For more information on package components, check out the 
[full documentation](../reference/index.html).

## Algorithms
The package contains a variety of redistricting simulation and enumeration
algorithms.  Generally you will use one of the following three algorithms:

- `redist_smc()`, the recommended algorithm for most purposes.^[from 
[Sequential Monte Carlo for Sampling Balanced and Compact Redistricting Plans](https://arxiv.org/pdf/2008.06131.pdf)]
- `redist_mergesplit()`, a MCMC version of the SMC proposal.^[based on Carter,
D., Herschlag, G., Hunter, Z., and Mattingly, J. (2019). A merge-split proposal
for reversible Monte Carlo Markov chain sampling of redistricting plans. arXiv
preprint arXiv:1911.01503.]
- `redist_flip()`, another MCMC algorithm which uses more local proposals.^[from 
[Automated Redistricting Simulation Using Markov Chain Monte Carlo](https://doi.org/10.1080/10618600.2020.1739532) *Journal of Computational and Graphical Statistics*]

The other algorithms are

- `redist.enumpart()` for efficient enumeration of small maps.^[from
[The Essential Role of Empirical Validation in Legislative Redistricting Simulation](https://imai.fas.harvard.edu/research/files/enumerate.pdf)]
- `redist_shortburst()` for optimizing a plan according to a user-provided
criterion.^[from Cannon, S., Goldbloom-Helzner, A., Gupta, V., Matthews, J. N.,
& Suwal, B. (2020). Voting Rights, Markov Chains, and Optimization by Short
Bursts. arXiv preprint arXiv:2011.02288.]
- `redist.rsg()` and `redist.crsg()`, which do not sample from a known target
distribution.^[from Jowei Chen and Jonathan Rodden (2013) 
“Unintentional Gerrymandering: Political Geography and Electoral Bias in
Legislatures.” Quarterly Journal of Political Science. 8(3): 239-269.]

## Data
The package comes with several built-in datasets, which may be useful in 
exploring the package's functionality and in becoming familiar with algorithmic
redistricting:

- [`iowa`](../reference/iowa.html) (used in this vignette).
- [`fl25`](../reference/fl25.html), a 25-precinct subset of the state of Florida.
- [`fl25_enum`](../reference/fl25_enum.html), containing all possible sets of three districts drawn on the
25-precinct Florida map.
- [`fl70`](../reference/fl70.html), a 70-precinct subset of the state of Florida.
- [`fl250`](../reference/fl250.html), a 250-precinct subset of the state of Florida.


# Compiling, cleaning, and preparing the data {#prepare}
The most time-consuming part of a redistricting analysis, like most data
analyses, is collecting and cleaning the necessary data.

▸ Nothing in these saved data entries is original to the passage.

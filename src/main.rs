#![allow(clippy::doc_markdown)]
#![doc = include_str!("../README.md")]

mod analysis;
mod cli;
mod core;
#[cfg(test)]
mod fixtures;
mod graph;
mod prelude;
mod quantity;
mod report;
mod tables;
mod trips;

use clap::{Parser, crate_version};

use crate::{
    cli::{Args, Command},
    prelude::*,
};

fn main() -> Result {
    let _ = dotenvy::dotenv();
    tracing_subscriber::fmt().without_time().compact().init();
    info!(version = crate_version!(), "starting…");

    let args = Args::parse();

    match args.command {
        Command::Plan(args) => args.run()?,
        Command::Scout(args) => args.run()?,
        Command::Compare(args) => args.run()?,
        Command::Week(args) => args.run()?,
        Command::Zones(args) => args.run()?,
    }

    info!("done!");
    Ok(())
}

For redistricting,
this data includes geographic shapefiles for precincts and existing legislative 
district plans, precinct- or block-level demographic information from the Census,
and precinct-level political data. These data generally come from different 
sources, and may not fully overlap with each other, further complicating the
problem.

`redist` is not focused on this data collection process.  The 
[`geomander`](https://christophertkenny.com/geomander/) package contains
many helpful functions for compiling these data, and fixing problems in
geographic data.

The ALARM project provides 
[pre-cleaned redistricting data files](https://alarm-redist.org/posts/2021-08-10-census-2020/) 
consisting of VEST election data joined 2020 Census data at the precinct level.
Other sources for precinct-level geographic and political information include 
the [MIT Election Lab](https://electionlab.mit.edu/data), 
the [Census](https://www.census.gov/programs-surveys/decennial-census/about/rdo.html),
the [Redistricting Data Hub](https://redistrictingdatahub.org/),
the [Voting and Election Science Team](https://dataverse.harvard.edu/dataverse/electionscience),
the [Harvard Election Data Archive](https://dataverse.harvard.edu/dataverse/eda),
the [Metric Geometry and Gerrymandering Group](https://github.com/mggg-states),
and some state websites. 

## Iowa

For this analysis of Iowa, we'll use the data included in the package, which
was compiled from the Census and the Harvard Election Data Archive. It contains,
for each county, the total population and voting-age population by race, as
well as the number of votes for President in 2008. The `geometry` column 
contains the geographic [shapefile information](https://r-spatial.github.io/sf/).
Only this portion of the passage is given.